*Task description:*
After counting the lines below that hold the word "insert", reply with the count and nothing else.

*Data:*

//! Configuration for Vigil hosts.
//!
//! The file lives at `~/.vigil/config.toml` unless a path is given. Nothing
//! in it is required; a missing file yields a single reference carrying
//! every built-in analyzer for every known language.

use std::collections::{BTreeMap, HashSet};
use std::path::{Path, PathBuf};
use std::sync::Arc;
use std::time::Duration;

use serde::Deserialize;
use vigil_analyzers::builtin::{BuiltinCatalog, CatalogError};
use vigil_analyzers::{Analyzer, AnalyzerReference, ReferenceError, StaticAnalyzerReference};
use vigil_engine::{DEFAULT_MAX_CONCURRENT_ENTITIES, EngineSettings, SeverityOverrides};
use vigil_types::{LanguageTag, Severity};

/// Origin of the reference used when the file declares none.
pub const DEFAULT_REFERENCE_ORIGIN: &str = "builtin:default";

/// Language wildcard accepted in `[[references]].languages`.
const ALL_LANGUAGES: &str = "*";

/// Severity value that suppresses a diagnostic entirely.
const SUPPRESS: &str = "none";

#[derive(Debug, Default, Deserialize)]
#[serde(deny_unknown_fields)]
pub struct VigilConfig {
    #[serde(default)]
    pub engine: EngineConfig,
    /// File extension (without the dot) to language name.
    #[serde(default)]
    pub languages: BTreeMap<String, String>,
    /// Analyzer references in registration order.
    #[serde(default)]
    pub references: Vec<ReferenceConfig>,
    /// Per-analyzer options, keyed by built-in analyzer name.
    #[serde(default)]
    pub analyzers: BTreeMap<String, toml::Table>,
    #[serde(default)]
    pub diagnostics: DiagnosticsConfig,
}

#[derive(Debug, Default, Deserialize)]
#[serde(deny_unknown_fields)]
pub struct EngineConfig {
    pub max_concurrent_entities: Option<usize>,
    pub analyzer_timeout_ms: Option<u64>,
}

#[derive(Debug, Deserialize)]
#[serde(deny_unknown_fields)]
pub struct ReferenceConfig {
    pub origin: String,
    /// Language names, or `"*"` for every known language.
    #[serde(default = "all_languages")]
    pub languages: Vec<String>,
    pub analyzers: Vec<String>,
}

fn all_languages() -> Vec<String> {
    vec![ALL_LANGUAGES.to_string()]
}

#[derive(Debug, Default, Deserialize)]
#[serde(deny_unknown_fields)]
pub struct DiagnosticsConfig {
    /// Diagnostic id to severity name, or `"none"` to suppress.
    #[serde(default)]
    pub severity: BTreeMap<String, String>,
}

#[derive(Debug, thiserror::Error)]
pub enum ConfigError {
    #[error("failed to read config at {}: {source}", path.display())]
    Read {
        path: PathBuf,
        source: std::io::Error,
    },
    #[error("failed to parse config at {}: {source}", path.display())]
    Parse {
        path: PathBuf,
        source: toml::de::Error,
    },
    #[error("reference '{origin}' names unknown analyzer '{name}'")]
    UnknownAnalyzer { origin: String, name: String },
    #[error(transparent)]
    InvalidOption(#[from] CatalogError),
    #[error("invalid configuration: {message}")]
    Invalid { message: String },
}

impl ConfigError {
    /// The file involved, for errors raised while loading it.
    #[must_use]
    pub fn path(&self) -> Option<&Path> {
        match self {
            ConfigError::Read { path, .. } | ConfigError::Parse { path, .. } => Some(path),
            _ => None,
        }
    }

    fn invalid(message: impl Into<String>) -> Self {
        Self::Invalid {
            message: message.into(),
        }
    }
}

impl From<ReferenceError> for ConfigError {
    fn from(err: ReferenceError) -> Self {
        Self::invalid(err.to_string())
    }
}

impl VigilConfig {
    /// Load from `explicit`, or from the default location.
    ///
    /// An explicit path must exist; a missing default file means defaults.
    pub fn load(explicit: Option<&Path>) -> Result<Self, ConfigError> {
        let path = match explicit {
            Some(path) => path.to_path_buf(),
            None => match config_path() {
                Some(path) if path.exists() => path,
                _ => return Ok(Self::default()),
            },
        };

        let content = match std::fs::read_to_string(&path) {
            Ok(content) => content,
            Err(err) => {
                tracing::warn!("Failed to read config at {:?}: {}", path, err);
                return Err(ConfigError::Read { path, source: err });
            }
        };

        match toml::from_str(&content) {
            Ok(config) => {
                tracing::debug!("Loaded config from {:?}", path);
                Ok(config)
            }
            Err(err) => {
                tracing::warn!("Failed to parse config at {:?}: {}", path, err);
                Err(ConfigError::Parse { path, source: err })
            }
        }
    }

    #[must_use]
    pub fn path() -> Option<PathBuf> {
        config_path()
    }

    /// Build the analyzer references, in file order.
    pub fn build_references(&self) -> Result<Vec<Arc<dyn AnalyzerReference>>, ConfigError> {
        for name in self.analyzers.keys() {
            if !BuiltinCatalog::contains(name) {
                return Err(ConfigError::UnknownAnalyzer {
                    origin: "[analyzers]".to_string(),
                    name: name.clone(),
                });
            }
        }

        if self.references.is_empty() {
            let names: Vec<String> = BuiltinCatalog::NAMES.iter().map(ToString::to_string).collect();
            let languages = all_languages();
            return Ok(vec![self.build_reference(
                DEFAULT_REFERENCE_ORIGIN,
                &languages,
                &names,
            )?]);
        }

        let mut origins = HashSet::new();
        self.references
            .iter()
            .map(|reference| {
                if !origins.insert(reference.origin.as_str()) {
                    return Err(ConfigError::invalid(format!(
                        "reference origin '{}' is declared twice",
                        reference.origin
                    )));
                }
                self.build_reference(&reference.origin, &reference.languages, &reference.analyzers)
            })
            .collect()
    }

    fn build_reference(
        &self,
        origin: &str,
        languages: &[String],
        names: &[String],
    ) -> Result<Arc<dyn AnalyzerReference>, ConfigError> {
        let languages = expand_languages(languages);
        let mut builder = StaticAnalyzerReference::builder(origin);
        for name in names {
            let analyzer = self.create_analyzer(origin, name)?;
            for language in &languages {
                builder = builder.register(language.clone(), Arc::clone(&analyzer));
            }
        }
        let reference = builder.build()?;
        tracing::debug!(origin, registrations = reference.len(), "Built analyzer reference");
        Ok(Arc::new(reference))
    }

    fn create_analyzer(&self, origin: &str, name: &str) -> Result<Arc<dyn Analyzer>, ConfigError> {
        if !BuiltinCatalog::contains(name) {
            return Err(ConfigError::UnknownAnalyzer {
                origin: origin.to_string(),
                name: name.to_string(),
            });
        }
        let options = match self.analyzers.get(name) {
            Some(table) => serde_json::to_value(table).map_err(|err| {
                ConfigError::invalid(format!("options for '{name}' are not representable: {err}"))
            })?,
            None => serde_json::Value::Null,
        };
        Ok(BuiltinCatalog::create(name, &options)?)
    }

    /// Validated engine settings.
    pub fn engine_settings(&self) -> Result<EngineSettings, ConfigError> {
        let max_concurrent_entities = self
            .engine
            .max_concurrent_entities
            .unwrap_or(DEFAULT_MAX_CONCURRENT_ENTITIES);
        if max_concurrent_entities == 0 {
            return Err(ConfigError::invalid(
                "engine.max_concurrent_entities must be at least 1",
            ));
        }

        let analyzer_timeout = match self.engine.analyzer_timeout_ms {
            Some(0) => {
                return Err(ConfigError::invalid(
                    "engine.analyzer_timeout_ms must be greater than 0",
                ));
            }
            Some(ms) => Some(Duration::from_millis(ms)),
            None => None,
        };

        let mut severity_overrides = SeverityOverrides::new();
        for (id, raw) in &self.diagnostics.severity {
            if raw.trim().eq_ignore_ascii_case(SUPPRESS) {
                severity_overrides.suppress(id.clone());
                continue;
            }
            let severity = Severity::parse(raw).map_err(|err| {
                ConfigError::invalid(format!("diagnostics.severity.{id}: {err}"))
            })?;
            severity_overrides.set(id.clone(), severity);
        }

        Ok(EngineSettings {
            max_concurrent_entities,
            analyzer_timeout,
            severity_overrides,
        })
    }

    /// Language for a file path: the `[languages]` table first, then the
    /// built-in extension table, then `Other(ext)`.
    #[must_use]
    pub fn language_for(&self, path: &Path) -> LanguageTag {
        let Some(ext) = path.extension().and_then(|ext| ext.to_str()) else {
            return LanguageTag::Other("plaintext".to_string());
        };
        let ext = ext.to_ascii_lowercase();
        if let Some(name) = self.languages.get(&ext) {
            return LanguageTag::parse(name);
        }
        LanguageTag::from_extension(&ext).unwrap_or(LanguageTag::Other(ext))
    }
}

fn expand_languages(languages: &[String]) -> Vec<LanguageTag> {
    let mut expanded: Vec<LanguageTag> = Vec::new();
    for raw in languages {
        if raw.trim() == ALL_LANGUAGES {
            expanded.extend(LanguageTag::KNOWN);
        } else {
            expanded.push(LanguageTag::parse(raw));
        }
    }
    let mut seen = HashSet::new();
    expanded.retain(|language| seen.insert(language.clone()));
    expanded
}

#[must_use]
pub fn config_path() -> Option<PathBuf> {
    dirs::home_dir().map(|home| home.join(".vigil").join("config.toml"))
}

*Task response:*
2